Oakley and Brunette found that microtubules were the first element to align to grooves, followed by actin assembly, 20 minutes after cell plating [48]. In order to maximize their contact area, oblong focal adhesions (1-10 μm long) [49] orientated along the direction of the ridges, leading to an alignment of cytoskeleton elements and of the cell body as a whole. Many studies found that the depth of grooves was more important than their width in determining cell orientation [50]. Orientation often increased with increasing depth, but decreased with increasing groove width. In other words, as ridge width or groove width increased, the orientation phenomena of cells on grooves diminished.

In the literature, there are some studies investigating the behavior of cells on other synthetic features, including wells and pores, nodes, and spheres. Green and coworkers found that, compared to 10 μm nodes and smooth surfaces, nodes of 2 and

5 μm resulted in increased cell proliferation [44]. Fujimoto et al. investigated the behavior of cells on spheres and observed that cells responded to a change in sphere size which produced by an increasing in temperature [24]. The cells released excess active oxygen when sphere diameters shrunk as a result of the temperature being increased from 25 to 37℃. Chen et al. thought cell spreading also varied while changing the spacing between multiple islands by maintaining the total cell-matrix contact area constant [51]. No matter what the type of integrin antibody or matrix protein is used to mediate adhesion, cell shape was found to determine whether individual cells grow or die (Fig. 2.2).

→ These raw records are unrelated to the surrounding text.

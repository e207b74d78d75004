use fast_image_resize as fr;
use image::{DynamicImage, RgbaImage};
use ratatui::layout::Rect;
use ratatui_image::picker::Picker;
use ratatui_image::protocol::StatefulProtocol;

use crate::error::{AppError, AppResult};

use super::frame::RgbaFrame;

const PHOTO_DOWNSCALE_FILTER: fr::FilterType = fr::FilterType::CatmullRom;

pub(crate) fn create_protocol_with_picker(
    picker: &Picker,
    frame: &RgbaFrame,
) -> AppResult<StatefulProtocol> {
    let image = RgbaImage::from_raw(frame.width, frame.height, frame.pixels_to_vec()).ok_or(
        AppError::invalid_argument("photo pixels length does not match dimensions"),
    )?;
    Ok(picker.new_resize_protocol(DynamicImage::ImageRgba8(image)))
}

/// Pixel bounds of a cell area.
pub(crate) fn area_bounds_px(area: Rect, cell_px: (u16, u16)) -> (u32, u32) {
    (
        u32::from(area.width.max(1)).saturating_mul(u32::from(cell_px.0.max(1))),
        u32::from(area.height.max(1)).saturating_mul(u32::from(cell_px.1.max(1))),
    )
}

/// Shrinks a decoded photo to fit `max_width` x `max_height`, keeping its
/// aspect. Photos already inside the bounds come back untouched.
pub(crate) fn downscale_to_bounds(
    frame: RgbaFrame,
    max_width: u32,
    max_height: u32,
) -> AppResult<RgbaFrame> {
    let Some((dst_width, dst_height)) =
        fit_downscale_dimensions(frame.width, frame.height, max_width, max_height)
    else {
        return Ok(frame);
    };
    resize_frame_simd(frame, dst_width, dst_height)
}

pub(crate) fn fit_downscale_dimensions(
    src_width: u32,
    src_height: u32,
    max_width: u32,
    max_height: u32,
) -> Option<(u32, u32)> {
    if src_width == 0 || src_height == 0 || max_width == 0 || max_height == 0 {
        return None;
    }
    if src_width <= max_width && src_height <= max_height {
        return None;
    }

    let width_limited = (max_width as u64).saturating_mul(src_height as u64)
        <= (max_height as u64).saturating_mul(src_width as u64);

    if width_limited {
        let dst_height =
            ((src_height as u64).saturating_mul(max_width as u64) / src_width as u64).max(1) as u32;
        Some((max_width, dst_height.min(max_height)))
    } else {
        let dst_width =
            ((src_width as u64).saturating_mul(max_height as u64) / src_height as u64).max(1) as u32;
        Some((dst_width.min(max_width), max_height))
    }
}

fn resize_frame_simd(frame: RgbaFrame, dst_width: u32, dst_height: u32) -> AppResult<RgbaFrame> {
    if frame.width == dst_width && frame.height == dst_height {
        return Ok(frame);
    }

    let src = fr::images::Image::from_vec_u8(
        frame.width,
        frame.height,
        frame.pixels_to_vec(),
        fr::PixelType::U8x4,
    )
    .map_err(|_| AppError::invalid_argument("photo pixels length does not match dimensions"))?;

    let mut dst = fr::images::Image::new(dst_width, dst_height, fr::PixelType::U8x4);
    let options =
        fr::ResizeOptions::new().resize_alg(fr::ResizeAlg::Convolution(PHOTO_DOWNSCALE_FILTER));
    fr::Resizer::new()
        .resize(&src, &mut dst, &options)
        .map_err(|_| AppError::unsupported("failed to downscale photo"))?;

    Ok(RgbaFrame {
        width: dst_width,
        height: dst_height,
        pixels: dst.into_vec().into(),
    })
}

#[cfg(test)]
mod tests {
    use ratatui::layout::Rect;

    use super::{area_bounds_px, downscale_to_bounds, fit_downscale_dimensions};
    use crate::media::RgbaFrame;

    fn frame(width: u32, height: u32) -> RgbaFrame {
        RgbaFrame {
            width,
            height,
            pixels: vec![128; width as usize * height as usize * 4].into(),
        }
    }

    #[test]
    fn fit_keeps_aspect_on_the_limiting_axis() {
        assert_eq!(fit_downscale_dimensions(2000, 1000, 400, 400), Some((400, 200)));
        assert_eq!(fit_downscale_dimensions(1000, 2000, 400, 400), Some((200, 400)));
        assert_eq!(fit_downscale_dimensions(100, 50, 400, 400), None);
        assert_eq!(fit_downscale_dimensions(0, 50, 400, 400), None);
    }

    #[test]
    fn downscale_shrinks_large_photos() {
        let shrunk = downscale_to_bounds(frame(64, 32), 16, 16).expect("resize should succeed");
        assert_eq!((shrunk.width, shrunk.height), (16, 8));
        assert_eq!(shrunk.byte_len(), 16 * 8 * 4);
    }

    #[test]
    fn small_photos_keep_their_buffer() {
        let source = frame(4, 4);
        let kept = downscale_to_bounds(source.clone(), 16, 16).expect("no-op resize");
        assert!(std::sync::Arc::ptr_eq(&source.pixels, &kept.pixels));
    }

    #[test]
    fn area_bounds_scale_by_cell_size() {
        assert_eq!(area_bounds_px(Rect::new(0, 0, 30, 10), (10, 20)), (300, 200));
        assert_eq!(area_bounds_px(Rect::new(0, 0, 0, 0), (0, 0)), (1, 1));
    }
}
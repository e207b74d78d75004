//! Responsive fit of the book into the available viewport.
//!
//! All values are CSS-style pixels in the book's own coordinate space. The
//! host maps them onto whatever surface it draws on.

pub const BASE_WIDTH: f32 = 420.0;
pub const BASE_HEIGHT: f32 = 560.0;
pub const MIN_SCALE: f32 = 0.2;
pub const MAX_SCALE: f32 = 1.2;
pub const MOBILE_BREAKPOINT: f32 = 600.0;

const SPREAD_SHIFT: f32 = BASE_WIDTH / 2.0;
const CARD_BASE_WIDTH: f32 = 800.0;
const CARD_BASE_HEIGHT: f32 = 400.0;

#[derive(Debug, Clone, Copy, PartialEq)]
pub struct ViewportPx {
    pub width: f32,
    pub height: f32,
    /// Height of the preview banner, when the host shows one.
    pub banner_height: Option<f32>,
}

impl ViewportPx {
    pub fn new(width: f32, height: f32) -> Self {
        Self {
            width,
            height,
            banner_height: None,
        }
    }

    pub fn with_banner(mut self, banner_height: f32) -> Self {
        self.banner_height = Some(banner_height);
        self
    }

    fn available(&self) -> (f32, f32) {
        let width = finite_or_zero(self.width).max(0.0);
        let banner = self.banner_height.map(finite_or_zero).unwrap_or(0.0);
        let height = (finite_or_zero(self.height) - banner).max(0.0);
        (width, height)
    }
}

#[derive(Debug, Clone, Copy, PartialEq)]
pub struct BookTransform {
    pub scale: f32,
    pub margin_left: f32,
    pub margin_right: f32,
    pub margin_top: f32,
    pub margin_bottom: f32,
    /// Horizontal shift applied to the book itself so the spine sits in the
    /// middle of an open spread.
    pub book_shift_x: f32,
    /// Narrow viewport showing an open spread; the host may need to scroll.
    pub mobile_open: bool,
    pub card_scale: f32,
    pub target_width: f32,
    pub available_width: f32,
    pub available_height: f32,
}

impl BookTransform {
    pub fn visual_size(&self) -> (f32, f32) {
        (self.target_width * self.scale, BASE_HEIGHT * self.scale)
    }

    /// Left edge of the drawn book relative to the viewport: centered when it
    /// fits, pinned to the start edge otherwise.
    pub fn visual_left(&self) -> f32 {
        let (visual_width, _) = self.visual_size();
        ((self.available_width - visual_width) / 2.0).max(0.0)
    }

    pub fn visual_top(&self) -> f32 {
        let (_, visual_height) = self.visual_size();
        ((self.available_height - visual_height) / 2.0).max(0.0)
    }
}

#[derive(Debug, Clone, Copy, PartialEq)]
struct Padding {
    width: f32,
    height: f32,
}

fn padding_for(available_width: f32, available_height: f32, preview: bool) -> Padding {
    let mobile = available_width < MOBILE_BREAKPOINT;
    if preview {
        return if mobile {
            Padding {
                width: 10.0,
                height: 20.0,
            }
        } else {
            Padding {
                width: 20.0,
                height: 30.0,
            }
        };
    }

    Padding {
        width: (available_width * 0.05).clamp(10.0, 60.0),
        height: (available_height * 0.06).clamp(20.0, 80.0),
    }
}

pub fn compute_transform(viewport: ViewportPx, open: bool, preview: bool) -> BookTransform {
    let (available_width, available_height) = viewport.available();
    let mobile = available_width < MOBILE_BREAKPOINT;
    let target_width = if open { BASE_WIDTH * 2.0 } else { BASE_WIDTH };
    let padding = padding_for(available_width, available_height, preview);

    let mut width_ratio = available_width / (target_width + padding.width);
    if mobile && open {
        width_ratio = width_ratio.max(MIN_SCALE);
    }
    let height_ratio = available_height / (BASE_HEIGHT + padding.height);
    let scale = clamp_scale(width_ratio.min(height_ratio));

    let excess_width = BASE_WIDTH * (1.0 - scale) / 2.0;
    let excess_height = BASE_HEIGHT * (1.0 - scale) / 2.0;
    let mut margin_left = -excess_width;
    let mut margin_right = -excess_width;
    let mobile_open = mobile && open;
    if mobile_open {
        let spread_offset = SPREAD_SHIFT * scale;
        let centering_offset = ((available_width - target_width * scale) / 2.0).max(0.0);
        margin_left += spread_offset + centering_offset;
        margin_right += spread_offset;
    }

    BookTransform {
        scale,
        margin_left,
        margin_right,
        margin_top: -excess_height,
        margin_bottom: -excess_height,
        book_shift_x: if open { SPREAD_SHIFT } else { 0.0 },
        mobile_open,
        card_scale: card_scale(available_width, available_height),
        target_width,
        available_width,
        available_height,
    }
}

fn card_scale(available_width: f32, available_height: f32) -> f32 {
    let safety = if available_width < MOBILE_BREAKPOINT {
        40.0
    } else {
        80.0
    };
    (available_width / (CARD_BASE_WIDTH + safety))
        .min(available_height / CARD_BASE_HEIGHT)
        .min(1.0)
        .max(0.0)
}

fn clamp_scale(scale: f32) -> f32 {
    if scale.is_nan() {
        return MIN_SCALE;
    }
    scale.clamp(MIN_SCALE, MAX_SCALE)
}

fn finite_or_zero(value: f32) -> f32 {
    if value.is_finite() { value } else { 0.0 }
}
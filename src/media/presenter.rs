use std::collections::HashMap;

use ratatui::Frame;
use ratatui::layout::Rect;
use ratatui::widgets::Clear;
use ratatui_image::picker::{Picker, ProtocolType};
use ratatui_image::protocol::StatefulProtocol;
use ratatui_image::{FilterType, Resize, StatefulImage};
use tracing::{debug, warn};

use crate::error::{AppError, AppResult};

use super::cache::PhotoKey;
use super::frame::RgbaFrame;
use super::image_ops::create_protocol_with_picker;

const PHOTO_RESIZE_FILTER: FilterType = FilterType::Nearest;
const ENCODE_FAILURE_MESSAGE: &str = "failed to encode terminal image";

enum PhotoSlot {
    Ready(Box<StatefulProtocol>),
    Failed,
}

/// Terminal-side photo state: one encoded protocol per photo key, drawn
/// with ratatui-image.
pub struct PhotoPresenter {
    picker: Picker,
    protocol_label: &'static str,
    terminal_initialized: bool,
    graphics_detected: bool,
    slots: HashMap<PhotoKey, PhotoSlot>,
}

impl Default for PhotoPresenter {
    fn default() -> Self {
        Self {
            picker: Picker::halfblocks(),
            protocol_label: protocol_type_label(ProtocolType::Halfblocks),
            terminal_initialized: false,
            graphics_detected: false,
            slots: HashMap::new(),
        }
    }
}

impl PhotoPresenter {
    /// Probes the terminal for a graphics protocol. Falls back to halfblocks.
    pub fn initialize_terminal(&mut self) {
        if self.terminal_initialized {
            return;
        }

        match Picker::from_query_stdio() {
            Ok(picker) => {
                self.protocol_label = protocol_type_label(picker.protocol_type());
                self.picker = picker;
                self.graphics_detected = true;
                self.slots.clear();
                debug!(protocol = self.protocol_label, "terminal graphics detected");
            }
            Err(err) => {
                warn!(error = ?err, "terminal graphics query failed; using halfblocks");
            }
        }
        self.terminal_initialized = true;
    }

    pub fn protocol_label(&self) -> &'static str {
        self.protocol_label
    }

    /// Cell size reported by the terminal, if the graphics query answered.
    pub fn detected_cell_px(&self) -> Option<(u16, u16)> {
        let (width, height) = self.picker.font_size();
        (self.graphics_detected && width > 0 && height > 0).then_some((width, height))
    }

    pub fn install(&mut self, key: PhotoKey, frame: &RgbaFrame) -> AppResult<()> {
        match create_protocol_with_picker(&self.picker, frame) {
            Ok(protocol) => {
                self.slots.insert(key, PhotoSlot::Ready(Box::new(protocol)));
                Ok(())
            }
            Err(err) => {
                self.slots.insert(key, PhotoSlot::Failed);
                Err(err)
            }
        }
    }

    pub fn mark_failed(&mut self, key: PhotoKey) {
        self.slots.insert(key, PhotoSlot::Failed);
    }

    /// Known either way: ready to draw or known broken.
    pub fn is_settled(&self, key: &PhotoKey) -> bool {
        self.slots.contains_key(key)
    }

    pub fn has_failed(&self, key: &PhotoKey) -> bool {
        matches!(self.slots.get(key), Some(PhotoSlot::Failed))
    }

    /// Drops encoded photos that no longer match any drawn key.
    pub fn retain(&mut self, mut keep: impl FnMut(&PhotoKey) -> bool) {
        self.slots.retain(|key, _| keep(key));
    }

    pub fn len(&self) -> usize {
        self.slots.len()
    }

    pub fn is_empty(&self) -> bool {
        self.slots.is_empty()
    }

    /// `Ok(false)` when the photo is not ready yet.
    pub fn render(&mut self, frame: &mut Frame<'_>, area: Rect, key: &PhotoKey) -> AppResult<bool> {
        if area.width == 0 || area.height == 0 {
            return Ok(false);
        }
        let Some(PhotoSlot::Ready(protocol)) = self.slots.get_mut(key) else {
            return Ok(false);
        };

        let target = protocol.size_for(Resize::Fit(Some(PHOTO_RESIZE_FILTER)), area);
        let render_area = center_rect_within(area, target.width, target.height);
        frame.render_widget(Clear, render_area);
        frame.render_stateful_widget(
            StatefulImage::<StatefulProtocol>::default()
                .resize(Resize::Fit(Some(PHOTO_RESIZE_FILTER))),
            render_area,
            protocol.as_mut(),
        );

        if let Some(result) = protocol.last_encoding_result()
            && result.is_err()
        {
            self.slots.insert(*key, PhotoSlot::Failed);
            return Err(AppError::unsupported(ENCODE_FAILURE_MESSAGE));
        }
        Ok(true)
    }
}

fn protocol_type_label(protocol: ProtocolType) -> &'static str {
    match protocol {
        ProtocolType::Halfblocks => "halfblocks",
        ProtocolType::Sixel => "sixel",
        ProtocolType::Kitty => "kitty",
        ProtocolType::Iterm2 => "iterm2",
    }
}

pub(crate) fn center_rect_within(area: Rect, width: u16, height: u16) -> Rect {
    let width = width.max(1).min(area.width);
    let height = height.max(1).min(area.height);
    let x = area.x + area.width.saturating_sub(width) / 2;
    let y = area.y + area.height.saturating_sub(height) / 2;
    Rect::new(x, y, width, height)
}
use std::time::Duration;

pub const CONFETTI_COLORS: [&str; 6] = [
    "#e74c3c", "#e67e22", "#f1c40f", "#2ecc71", "#3498db", "#9b59b6",
];
pub const DEFAULT_BURST_SIZE: usize = 100;

const MIN_FALL_MS: u64 = 1500;
const FALL_SPREAD_MS: u64 = 2000;
const START_TOP_PX: f32 = -10.0;
/// `cubic-bezier(0.25, 0.46, 0.45, 0.94)`
const FALL_EASING: (f32, f32, f32, f32) = (0.25, 0.46, 0.45, 0.94);

/// One decorative particle. Nothing reads state back from it.
#[derive(Debug, Clone, PartialEq)]
pub struct ConfettiParticle {
    pub id: u64,
    pub color: &'static str,
    /// Horizontal start in viewport-width percent.
    pub left_vw: f32,
    pub top_px: f32,
    pub opacity: f32,
    pub rotation_deg: f32,
    /// Horizontal drift reached at the end of the fall.
    pub drift_px: f32,
    pub spin_x_deg: f32,
    pub spin_y_deg: f32,
    pub spawned_at: Duration,
    pub duration: Duration,
}

impl ConfettiParticle {
    pub fn finishes_at(&self) -> Duration {
        self.spawned_at.saturating_add(self.duration)
    }

    pub fn is_finished(&self, now: Duration) -> bool {
        now >= self.finishes_at()
    }

    /// Eased animation progress in `[0, 1]`.
    pub fn progress(&self, now: Duration) -> f32 {
        if self.duration.is_zero() {
            return 1.0;
        }
        let elapsed = now.saturating_sub(self.spawned_at).as_secs_f32();
        let linear = (elapsed / self.duration.as_secs_f32()).clamp(0.0, 1.0);
        let (x1, y1, x2, y2) = FALL_EASING;
        cubic_bezier(x1, y1, x2, y2, linear)
    }

    /// Position as fractions of the viewport (`x`, `y`), plus the pixel drift
    /// already applied. `y` reaches 1.0 when the particle leaves the bottom.
    pub fn position(&self, now: Duration) -> (f32, f32, f32) {
        let progress = self.progress(now);
        (self.left_vw / 100.0, progress, self.drift_px * progress)
    }
}

#[derive(Debug, Clone)]
pub struct ConfettiField {
    particles: Vec<ConfettiParticle>,
    rng: fastrand::Rng,
    next_id: u64,
}

impl Default for ConfettiField {
    fn default() -> Self {
        Self::with_rng(fastrand::Rng::new())
    }
}

impl ConfettiField {
    pub fn with_seed(seed: u64) -> Self {
        Self::with_rng(fastrand::Rng::with_seed(seed))
    }

    fn with_rng(rng: fastrand::Rng) -> Self {
        Self {
            particles: Vec::new(),
            rng,
            next_id: 0,
        }
    }

    pub fn burst(&mut self, now: Duration, count: usize) {
        self.particles.reserve(count);
        for _ in 0..count {
            let particle = self.spawn_particle(now);
            self.particles.push(particle);
        }
    }

    fn spawn_particle(&mut self, now: Duration) -> ConfettiParticle {
        let id = self.next_id;
        self.next_id = self.next_id.wrapping_add(1);
        let rng = &mut self.rng;
        ConfettiParticle {
            id,
            color: CONFETTI_COLORS[rng.usize(..CONFETTI_COLORS.len())],
            left_vw: rng.f32() * 100.0,
            top_px: START_TOP_PX,
            opacity: rng.f32(),
            rotation_deg: rng.f32() * 360.0,
            drift_px: rng.f32() * 100.0 - 50.0,
            spin_x_deg: rng.f32() * 360.0,
            spin_y_deg: rng.f32() * 360.0,
            spawned_at: now,
            duration: Duration::from_millis(MIN_FALL_MS + rng.u64(..FALL_SPREAD_MS)),
        }
    }

    /// Drops every particle whose own animation has completed.
    pub fn prune(&mut self, now: Duration) -> usize {
        let before = self.particles.len();
        self.particles.retain(|particle| !particle.is_finished(now));
        before - self.particles.len()
    }

    pub fn particles(&self) -> &[ConfettiParticle] {
        &self.particles
    }

    pub fn len(&self) -> usize {
        self.particles.len()
    }

    pub fn is_empty(&self) -> bool {
        self.particles.is_empty()
    }

    pub fn next_finish(&self) -> Option<Duration> {
        self.particles
            .iter()
            .map(ConfettiParticle::finishes_at)
            .min()
    }
}

/// CSS-style cubic bezier timing function with fixed end points (0,0) and
/// (1,1).
pub fn cubic_bezier(x1: f32, y1: f32, x2: f32, y2: f32, t: f32) -> f32 {
    if t <= 0.0 {
        return 0.0;
    }
    if t >= 1.0 {
        return 1.0;
    }

    let axis = |p1: f32, p2: f32, s: f32| {
        let inv = 1.0 - s;
        3.0 * inv * inv * s * p1 + 3.0 * inv * s * s * p2 + s * s * s
    };

    let (mut low, mut high) = (0.0_f32, 1.0_f32);
    let mut s = t;
    for _ in 0..32 {
        let x = axis(x1, x2, s);
        if (x - t).abs() < 1e-5 {
            break;
        }
        if x < t {
            low = s;
        } else {
            high = s;
        }
        s = (low + high) / 2.0;
    }
    axis(y1, y2, s)
}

Figure 2.2 Spreading had an effect on cell growth and apoptosis. (A) Schematic diagram show the initial patterns containing different size of square. (B) Apoptotic and DNA synthesis index after 24 hours culturing [51].

The fact that basement membranes are incorporated into cell adhesion and extension processes which composed of unique and intricate topographies. It can be seen that coupled with topographical features have been shown to influence cell behavior, leads to the hypothesis that the topography of the basement membrane

plays an important role in regulating cellular behavior distinct from the chemistry of the basement membrane.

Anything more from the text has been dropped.